Thank Friday it’s Lunchtime – Auberge Pierry, Reillanne

We have pledged to visit a different hostelry in the locale every Friday for the next year and bring to you, our passionately interested readers, our rating and assessment of each and every one.

Yes.  It’s a restaurant review.

We have two rules :
1. If there is a Plat du Jour (special of the day) one of us must order it
2. Rule one does not apply if the Plat du Jour is Andouillette.

(Andouillette is basically intestines wrapped up in a sausage skin.  I’ve never eaten it, but the LSH has resolutely tried it a couple of times, trying to figure out what the French see in it.  The last time, I sat in between the LSH and the ED as they both sampled andouillette in the Café du Cours in Reillanne.  The waiter had extolled its virtues, and convinced them that it was “very, very special.”  I might as well have been sitting in a cowhouse – that’s what it smelt like.  Both of them tried hard to like it, that day, and both agreed it was in a lovely sauce, but it still tasted like it smelled.)

So, no, thank you France, you make great food, but we’re steering clear of the andouillette from now on.
Auberge Pierry is very close to our home base.  It’s located right on the N100, so it’s very handy for anyone who’s travelling from Avignon to Forcalquier, say.  We had heard that it had a solid lunch trade, so we were expecting quite a few other diners and were a bit disappointed to find that there was only one other table occupied the day we visited.

I opted for the €14.50 Menu du Midi (lunch time special) : Salade de Crudites, Rôti de Porcelet and a choice of desserts.  The LSH went for the Menu Provençal, at €18.50, which gave a few more options, but he chose Tartare de Chèvre, Lapin à la Provençale and the same dessert options.

We’ve eaten in Auberge Pierry before, when it was under different management, and felt that while the food was good, the whole place had a very bare feel.  The new management have tried to address this, with curtains hung over doorways, a grey decor throughout, a cosy fire blazing away on one side of the room and a couch, coffe table and a couple of arm-chairs beside the fire.  It needs a little more colour, in my opinion, the grey is a bit bland, but it does feel less cathedral-like.

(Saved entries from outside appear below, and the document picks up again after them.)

//! # plexus-decay
//!
//! Temporal decay for traversal weights. A weight that keeps receiving
//! feedback keeps its learned value; one that goes unreinforced drifts
//! back toward its prior at a per-day rate. Alpha, gating, and rerank
//! parameters do not decay.

pub mod formula;
pub mod manager;
pub mod sweeper;

pub use manager::{DecayManager, SweepReport};
pub use sweeper::DecaySweeper;
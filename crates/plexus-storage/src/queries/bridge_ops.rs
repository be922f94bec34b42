//! Bridge mapping persistence.

use std::str::FromStr;

use chrono::{DateTime, Utc};
use rusqlite::{params, Connection};

use plexus_core::errors::{PlexusResult, StorageError};
use plexus_core::types::{BridgeMapping, RelationType, Weight};

use crate::db_err;

pub fn upsert_mapping(conn: &Connection, mapping: &BridgeMapping) -> PlexusResult<()> {
    conn.execute(
        "INSERT INTO bridge_mappings
             (chunk_id, node_id, relation, weight, confidence, created_at, updated_at)
         VALUES (?1, ?2, ?3, ?4, ?5, ?6, ?7)
         ON CONFLICT (chunk_id, node_id, relation) DO UPDATE SET
             weight = excluded.weight,
             confidence = excluded.confidence,
             updated_at = excluded.updated_at",
        params![
            mapping.chunk_id.as_str(),
            mapping.node_id.as_str(),
            mapping.relation.as_str(),
            mapping.weight.value(),
            mapping.confidence.value(),
            mapping.created_at.to_rfc3339(),
            mapping.updated_at.to_rfc3339(),
        ],
    )
    .map_err(db_err)?;
    Ok(())
}

pub fn load_mappings(conn: &Connection) -> PlexusResult<Vec<BridgeMapping>> {
    let mut stmt = conn
        .prepare(
            "SELECT chunk_id, node_id, relation, weight, confidence, created_at, updated_at
             FROM bridge_mappings",
        )
        .map_err(db_err)?;
    let rows = stmt
        .query_map([], |row| {
            Ok((
                row.get::<_, String>(0)?,
                row.get::<_, String>(1)?,
                row.get::<_, String>(2)?,
                row.get::<_, f64>(3)?,
                row.get::<_, f64>(4)?,
                row.get::<_, String>(5)?,
                row.get::<_, String>(6)?,
            ))
        })
        .map_err(db_err)?;

    let mut out = Vec::new();
    for row in rows {
        let (chunk, node, relation, weight, confidence, created, updated) = row.map_err(db_err)?;
        out.push(BridgeMapping {
            chunk_id: chunk.into(),
            node_id: node.into(),
            relation: parse_relation(&relation)?,
            weight: Weight::new(weight),
            confidence: Weight::new(confidence),
            created_at: parse_timestamp(&created)?,
            updated_at: parse_timestamp(&updated)?,
        });
    }
    Ok(out)
}

fn parse_relation(raw: &str) -> PlexusResult<RelationType> {
    RelationType::from_str(raw).map_err(|reason| {
        StorageError::CorruptBlob {
            key: "bridge.relation".into(),
            reason,
        }
        .into()
    })
}

fn parse_timestamp(raw: &str) -> PlexusResult<DateTime<Utc>> {
    DateTime::parse_from_rfc3339(raw)
        .map(|dt| dt.with_timezone(&Utc))
        .map_err(|e| {
            StorageError::CorruptBlob {
                key: "bridge.timestamp".into(),
                reason: e.to_string(),
            }
            .into()
        })
}
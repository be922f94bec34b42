use serde::{Deserialize, Serialize};

use super::ids::ChunkId;

/// Content-type tag assigned to a chunk by the ingestion pipeline.
#[derive(Debug, Clone, Copy, PartialEq, Eq, Hash, Serialize, Deserialize)]
#[serde(rename_all = "snake_case")]
pub enum ContentType {
    Definition,
    Narrative,
    Procedure,
    Reference,
}

/// A content chunk with its embedding. Immutable; produced externally by
/// the ingestion pipeline. This core never mutates chunks.
#[derive(Debug, Clone, Serialize, Deserialize)]
pub struct Chunk {
    pub id: ChunkId,
    pub embedding: Vec<f32>,
    pub content_type: ContentType,
}

impl Chunk {
    pub fn new(id: impl Into<ChunkId>, embedding: Vec<f32>, content_type: ContentType) -> Self {
        Self {
            id: id.into(),
            embedding,
            content_type,
        }
    }
}
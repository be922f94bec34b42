//! Scheduled decay task: a tokio interval loop with an explicit shutdown
//! handle, so the sweep is independently cancellable instead of running
//! as a perpetual background thread.

use std::sync::Arc;
use std::time::Duration;

use tokio::sync::watch;
use tokio::task::JoinHandle;
use tracing::{info, warn};

use crate::manager::DecayManager;

pub struct DecaySweeper {
    shutdown: watch::Sender<bool>,
    handle: JoinHandle<()>,
}

impl DecaySweeper {
    /// Spawn the sweep loop. The first sweep runs one full interval after
    /// startup, not immediately.
    pub fn spawn(manager: Arc<DecayManager>, interval: Duration) -> Self {
        let (shutdown, mut stop) = watch::channel(false);
        let handle = tokio::spawn(async move {
            let mut ticker = tokio::time::interval(interval);
            ticker.set_missed_tick_behavior(tokio::time::MissedTickBehavior::Delay);
            ticker.tick().await; // immediate first tick

            loop {
                tokio::select! {
                    _ = ticker.tick() => {
                        match manager.sweep() {
                            Ok(report) if report.decayed > 0 => {
                                info!(decayed = report.decayed, "scheduled decay sweep applied");
                            }
                            Ok(_) => {}
                            Err(e) => warn!(error = %e, "decay sweep failed, will retry next tick"),
                        }
                    }
                    _ = stop.changed() => {
                        info!("decay sweeper stopping");
                        break;
                    }
                }
            }
        });
        Self { shutdown, handle }
    }

    /// Signal the loop to stop and wait for it to finish.
    pub async fn shutdown(self) {
        let _ = self.shutdown.send(true);
        let _ = self.handle.await;
    }

    /// Abort without waiting. Used on drop paths where awaiting is not
    /// possible.
    pub fn abort(&self) {
        self.handle.abort();
    }
}
//! Error taxonomy for the workspace. Per-subsystem enums plus the umbrella
//! `PlexusError` every crate returns through `PlexusResult`.

mod bridge_error;
mod learning_error;
mod retrieval_error;
mod storage_error;

pub use bridge_error::BridgeError;
pub use learning_error::LearningError;
pub use retrieval_error::RetrievalError;
pub use storage_error::StorageError;

/// Umbrella error for the whole workspace.
#[derive(Debug, thiserror::Error)]
pub enum PlexusError {
    #[error(transparent)]
    Bridge(#[from] BridgeError),

    #[error(transparent)]
    Retrieval(#[from] RetrievalError),

    #[error(transparent)]
    Learning(#[from] LearningError),

    #[error(transparent)]
    Storage(#[from] StorageError),

    #[error("invalid config: {0}")]
    InvalidConfig(String),
}

/// Result alias used across the workspace.
pub type PlexusResult<T> = Result<T, PlexusError>;
//! # plexus-learning
//!
//! The write path: converts authority-weighted community feedback into
//! parameter updates. One feedback event is validated at the boundary,
//! decomposed into per-layer rewards, weighted by the provider's
//! authority, and applied as policy-gradient updates to the traversal,
//! gating, alpha, and rerank parameters touched by the execution trace.

pub mod baseline;
pub mod engine;
pub mod reward;
pub mod store;
pub mod updater;

pub use baseline::BaselineTracker;
pub use engine::{FeedbackAck, LearningEngine};
pub use reward::LayerRewards;
pub use store::ParameterStore;
pub use updater::{PartialApply, PolicyGradientUpdater};
use serde::{Deserialize, Serialize};

use super::ids::NodeId;
use super::strategy::RelationType;

/// Type tag for a knowledge-graph node.
#[derive(Debug, Clone, Copy, PartialEq, Eq, Hash, Serialize, Deserialize)]
#[serde(rename_all = "snake_case")]
pub enum NodeType {
    Concept,
    Entity,
    Event,
    Claim,
}

/// A typed directed edge to another node.
#[derive(Debug, Clone, PartialEq, Eq, Serialize, Deserialize)]
pub struct GraphEdge {
    pub target: NodeId,
    pub relation: RelationType,
}

/// A knowledge-graph node. Structure is immutable and produced externally;
/// this core only reads it during traversal scoring.
#[derive(Debug, Clone, Serialize, Deserialize)]
pub struct GraphNode {
    pub id: NodeId,
    pub node_type: NodeType,
    pub edges: Vec<GraphEdge>,
}

impl GraphNode {
    pub fn new(id: impl Into<NodeId>, node_type: NodeType) -> Self {
        Self {
            id: id.into(),
            node_type,
            edges: Vec::new(),
        }
    }

    pub fn with_edge(mut self, target: impl Into<NodeId>, relation: RelationType) -> Self {
        self.edges.push(GraphEdge {
            target: target.into(),
            relation,
        });
        self
    }
}
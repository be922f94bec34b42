//! Weight schema & priors: static per-strategy default traversal weights
//! per relation type. The decay manager pulls unreinforced weights back
//! toward these values, and bootstrap initializes the parameter store
//! from them.

use std::collections::HashMap;

use crate::config::defaults::DEFAULT_ALPHA;
use crate::types::{
    GatingParameters, ParameterSnapshot, RelationType, RerankParameters, Strategy, StrategyId,
    Weight,
};

/// Default traversal weight for a (strategy, relation) pair.
///
/// Relations outside a strategy's emphasis get a conservative 0.3 rather
/// than 0, so an unreinforced system can still traverse them weakly.
pub fn prior_for(strategy: StrategyId, relation: RelationType) -> Weight {
    let value = match (strategy, relation) {
        // Semantic: definitional and referential structure.
        (StrategyId::Semantic, RelationType::Defines) => 0.9,
        (StrategyId::Semantic, RelationType::References) => 0.7,
        (StrategyId::Semantic, RelationType::Extends) => 0.6,

        // Structural: containment and extension.
        (StrategyId::Structural, RelationType::PartOf) => 0.9,
        (StrategyId::Structural, RelationType::Extends) => 0.8,
        (StrategyId::Structural, RelationType::Defines) => 0.6,

        // Causal: cause/effect chains.
        (StrategyId::Causal, RelationType::Causes) => 0.9,
        (StrategyId::Causal, RelationType::Follows) => 0.6,
        (StrategyId::Causal, RelationType::References) => 0.4,

        // Temporal: ordering.
        (StrategyId::Temporal, RelationType::Follows) => 0.9,
        (StrategyId::Temporal, RelationType::Causes) => 0.6,

        _ => 0.3,
    };
    Weight::new(value)
}

/// Relations each strategy is allowed to traverse.
pub fn allowed_relations(strategy: StrategyId) -> Vec<RelationType> {
    match strategy {
        StrategyId::Semantic => vec![
            RelationType::Defines,
            RelationType::References,
            RelationType::Extends,
        ],
        StrategyId::Structural => vec![
            RelationType::PartOf,
            RelationType::Extends,
            RelationType::Defines,
        ],
        StrategyId::Causal => vec![
            RelationType::Causes,
            RelationType::Follows,
            RelationType::References,
        ],
        StrategyId::Temporal => vec![RelationType::Follows, RelationType::Causes],
    }
}

/// Build one strategy from its priors.
pub fn default_strategy(id: StrategyId) -> Strategy {
    let allowed = allowed_relations(id);
    let traversal_weights: HashMap<RelationType, Weight> = allowed
        .iter()
        .map(|&relation| (relation, prior_for(id, relation)))
        .collect();
    Strategy {
        id,
        traversal_weights,
        allowed_relations: allowed,
    }
}

/// The full default strategy table, keyed by id.
pub fn default_strategies() -> HashMap<StrategyId, Strategy> {
    StrategyId::ALL
        .iter()
        .map(|&id| (id, default_strategy(id)))
        .collect()
}

/// Bootstrap snapshot: every parameter at its prior. Used at startup
/// before any persisted state is loaded, and by the decay manager as the
/// attractor weights are pulled back toward.
pub fn bootstrap_snapshot(embedding_dim: usize) -> ParameterSnapshot {
    ParameterSnapshot {
        strategies: default_strategies(),
        alphas: StrategyId::ALL
            .iter()
            .map(|&id| (id, Weight::new(DEFAULT_ALPHA)))
            .collect(),
        gating: GatingParameters::uniform(embedding_dim),
        rerank: RerankParameters::default(),
        version: 0,
        taken_at: chrono::Utc::now(),
    }
}
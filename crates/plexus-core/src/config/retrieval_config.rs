use serde::{Deserialize, Serialize};

use super::defaults;
use crate::errors::{PlexusError, PlexusResult};

/// Retrieval subsystem configuration.
#[derive(Debug, Clone, Serialize, Deserialize)]
#[serde(default)]
pub struct RetrievalConfig {
    /// Maximum hop count for graph path scoring.
    pub hop_limit: usize,
    /// Per-strategy deadline in milliseconds. A strategy missing it yields
    /// a partial result rather than blocking the whole query.
    pub strategy_timeout_ms: u64,
    /// Neutral graph score for chunks with no bridge links.
    pub unlinked_graph_score: f64,
    /// Candidates fetched per strategy before hybrid combination.
    pub top_n_per_strategy: usize,
}

impl Default for RetrievalConfig {
    fn default() -> Self {
        Self {
            hop_limit: defaults::DEFAULT_HOP_LIMIT,
            strategy_timeout_ms: defaults::DEFAULT_STRATEGY_TIMEOUT_MS,
            unlinked_graph_score: defaults::DEFAULT_UNLINKED_GRAPH_SCORE,
            top_n_per_strategy: defaults::DEFAULT_TOP_N_PER_STRATEGY,
        }
    }
}

impl RetrievalConfig {
    pub fn validate(&self) -> PlexusResult<()> {
        if !(0.0..=1.0).contains(&self.unlinked_graph_score) {
            return Err(PlexusError::InvalidConfig(format!(
                "unlinked_graph_score must be in [0,1], got {}",
                self.unlinked_graph_score
            )));
        }
        if self.hop_limit == 0 {
            return Err(PlexusError::InvalidConfig(
                "hop_limit must be at least 1".into(),
            ));
        }
        Ok(())
    }
}
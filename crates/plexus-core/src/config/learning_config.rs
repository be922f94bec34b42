use serde::{Deserialize, Serialize};

use super::defaults;
use crate::errors::{PlexusError, PlexusResult};

/// Policy-gradient updater configuration.
#[derive(Debug, Clone, Serialize, Deserialize)]
#[serde(default)]
pub struct LearningConfig {
    /// Step size for every parameter update.
    pub learning_rate: f64,
    /// EMA smoothing for the per-level reward baseline. Higher values
    /// remember more history.
    pub baseline_smoothing: f64,
    /// Credit multiplier per retrieval iteration back from the final one.
    pub iteration_credit_decay: f64,
    /// Bounded retries before a conflicting update is surfaced.
    pub update_max_retries: u32,
    /// Base backoff between retries (milliseconds).
    pub update_retry_backoff_ms: u64,
    /// Upper bound on retrieval traces retained while awaiting feedback.
    /// The oldest traces are evicted first.
    pub max_pending_traces: usize,
}

impl Default for LearningConfig {
    fn default() -> Self {
        Self {
            learning_rate: defaults::DEFAULT_LEARNING_RATE,
            baseline_smoothing: defaults::DEFAULT_BASELINE_SMOOTHING,
            iteration_credit_decay: defaults::DEFAULT_ITERATION_CREDIT_DECAY,
            update_max_retries: defaults::DEFAULT_UPDATE_MAX_RETRIES,
            update_retry_backoff_ms: defaults::DEFAULT_UPDATE_RETRY_BACKOFF_MS,
            max_pending_traces: defaults::DEFAULT_MAX_PENDING_TRACES,
        }
    }
}

impl LearningConfig {
    pub fn validate(&self) -> PlexusResult<()> {
        if self.learning_rate <= 0.0 || self.learning_rate > 1.0 {
            return Err(PlexusError::InvalidConfig(format!(
                "learning_rate must be in (0,1], got {}",
                self.learning_rate
            )));
        }
        if !(0.0..1.0).contains(&self.baseline_smoothing) {
            return Err(PlexusError::InvalidConfig(format!(
                "baseline_smoothing must be in [0,1), got {}",
                self.baseline_smoothing
            )));
        }
        if !(0.0..=1.0).contains(&self.iteration_credit_decay) {
            return Err(PlexusError::InvalidConfig(format!(
                "iteration_credit_decay must be in [0,1], got {}",
                self.iteration_credit_decay
            )));
        }
        if self.max_pending_traces == 0 {
            return Err(PlexusError::InvalidConfig(
                "max_pending_traces must be at least 1".into(),
            ));
        }
        Ok(())
    }
}
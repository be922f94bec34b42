use std::collections::{HashMap, VecDeque};

use chrono::{DateTime, Utc};
use serde::{Deserialize, Serialize};

use plexus_core::types::{FeedbackLevel, UserId};

/// Consensus-validated evidence for one (level, domain) scope.
#[derive(Debug, Clone, Default, Serialize, Deserialize)]
pub struct AuthorityEvidence {
    /// Feedback events later confirmed by consensus.
    pub confirmed: u64,
    /// All consensus-resolved feedback events.
    pub total: u64,
    /// Outcomes of the most recent resolved events, oldest first.
    pub recent: VecDeque<bool>,
}

impl AuthorityEvidence {
    /// Lifetime confirmed fraction, or `None` with no history.
    pub fn track_record(&self) -> Option<f64> {
        if self.total == 0 {
            return None;
        }
        Some(self.confirmed as f64 / self.total as f64)
    }

    /// Accuracy over the recent window, or `None` with no history.
    pub fn recent_performance(&self) -> Option<f64> {
        if self.recent.is_empty() {
            return None;
        }
        let correct = self.recent.iter().filter(|&&b| b).count();
        Some(correct as f64 / self.recent.len() as f64)
    }

    pub fn record(&mut self, confirmed: bool, window: usize) {
        self.total += 1;
        if confirmed {
            self.confirmed += 1;
        }
        self.recent.push_back(confirmed);
        while self.recent.len() > window {
            self.recent.pop_front();
        }
    }
}

/// Per-level evidence: level-wide plus a per-domain breakdown.
#[derive(Debug, Clone, Default, Serialize, Deserialize)]
pub struct LevelEvidence {
    pub overall: AuthorityEvidence,
    pub per_domain: HashMap<String, AuthorityEvidence>,
}

/// One user's authority state. Created on first resolved feedback,
/// updated thereafter, never deleted.
#[derive(Debug, Clone, Serialize, Deserialize)]
pub struct UserAuthority {
    pub user_id: UserId,
    /// Externally assigned credential in [0,1]; neutral until set.
    pub baseline_credential: f64,
    pub levels: HashMap<FeedbackLevel, LevelEvidence>,
    pub created_at: DateTime<Utc>,
    pub updated_at: DateTime<Utc>,
}

impl UserAuthority {
    pub fn new(user_id: UserId, baseline_credential: f64) -> Self {
        let now = Utc::now();
        Self {
            user_id,
            baseline_credential: baseline_credential.clamp(0.0, 1.0),
            levels: HashMap::new(),
            created_at: now,
            updated_at: now,
        }
    }
}
//! Core data model: identifiers, weights, content, graph, bridge, strategies,
//! and learnable parameters.

mod bridge;
mod chunk;
mod graph;
mod ids;
mod params;
mod strategy;
mod trace;
mod weight;

pub use bridge::{BridgeLink, BridgeMapping};
pub use chunk::{Chunk, ContentType};
pub use graph::{GraphEdge, GraphNode, NodeType};
pub use ids::{ChunkId, FeedbackId, NodeId, TraceId, UserId};
pub use params::{
    AlphaParameter, GatingParameters, ParamKey, ParameterChange, ParameterSnapshot,
    RerankFeatures, RerankParameters,
};
pub use strategy::{RelationType, Strategy, StrategyId};
pub use trace::{CandidateTrace, RetrievalTrace};
pub use weight::Weight;

use serde::{Deserialize, Serialize};

/// The three feedback layers credit is assigned to.
#[derive(Debug, Clone, Copy, PartialEq, Eq, Hash, Serialize, Deserialize)]
#[serde(rename_all = "snake_case")]
pub enum FeedbackLevel {
    Retrieval,
    Reasoning,
    Synthesis,
}

impl FeedbackLevel {
    pub const ALL: [FeedbackLevel; 3] = [
        FeedbackLevel::Retrieval,
        FeedbackLevel::Reasoning,
        FeedbackLevel::Synthesis,
    ];
}

impl std::fmt::Display for FeedbackLevel {
    fn fmt(&self, f: &mut std::fmt::Formatter<'_>) -> std::fmt::Result {
        match self {
            FeedbackLevel::Retrieval => write!(f, "retrieval"),
            FeedbackLevel::Reasoning => write!(f, "reasoning"),
            FeedbackLevel::Synthesis => write!(f, "synthesis"),
        }
    }
}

The starters arrived quickly, along with a small basket of bread.  The Tartare de Chèvre was basically a wodge of goats cheese, nicely presented on a bed of salad, garnished with a couple of pieces of crispy pancetta.

Tartare de Chèvre

The Salade of Crudites was a fairly similar salad, with a few hard-boiled eggs and some grated carrot added.  Both came with a nice, light dressing, and both were excellent.  The endive (chicory) arranged around the outside of the plates was particularly nice – it’s in season at the moment and had none of the bitterness it can have when it starts to get old.

Salade de Crudites

My Rôti de Porcelet (roast piglet!) came in a red wine sauce and was served with Tagliatelle.  I seem to be destined to eat pasta at our lunches!  In this case, there was less pasta on the plate than last week, which suited me fine but might not suit a big MAN appetite quite so well!  This was really tasty, possibly a little on the salty side, but that’s a personal taste thing, I suppose.

Rôti de Porcelet

The Lapin Provençal (Provençal style Rabbit) was a bit lighter than my main course and came with jumbo potato wedges.  This was also delicious, in fact it was possibly a little more delicious than the Porcelet.
Hmm, I think the LSH chose the better starter AND main course!

Lapin Provençale

Finally, dessert.  The LSH ordered Tuile à Lavande, served with ice-cream.  The Tuile is the biscuity thing.  It was beautifully presented, we both agreed it looked like a sail-boat with its spinnaker up, cruising along!  It tasted as good as it looked, too, and the ice-cream was yummy too – a nice grown-up kind of flavour (but neither of us can remember what it actually was, oops).

Tuiles à Lavande

I went for a light dessert (I’m still trying to shake off a few more kgs) of Faisselle with honey.  Faisselle is a fresh cheese – I think it’s best described as being half-way between yoghurt and cream cheese, it’s really light to eat, with a yoghurty tang to it.  They were very different desserts, both were excellent, but I think I preferred mine, it was just a bit lighter.

Faisselle & Coffee

Two coffees and a glass of white wine each brought the total bill up to €40.  I have to say that the Menu du Midi is excellent value.  Although we didn’t get as much food as we did at the Buffet de la Gare, what we were served was much better quality – top class food at a bargain price, if you stick to the set meal.

Star Rating (out of 5) :
Service : ✮✮✮✮✮
Food : ✮✮✮✮✮
Value : ✮✮✮✮
Ambiance : ✮✮✮✮ Unfortunately with only one other table occupied, it felt a little bare.  It must be lovely in the summer, though, there is a very large terrace with plenty of shade where one can relax out of the sun.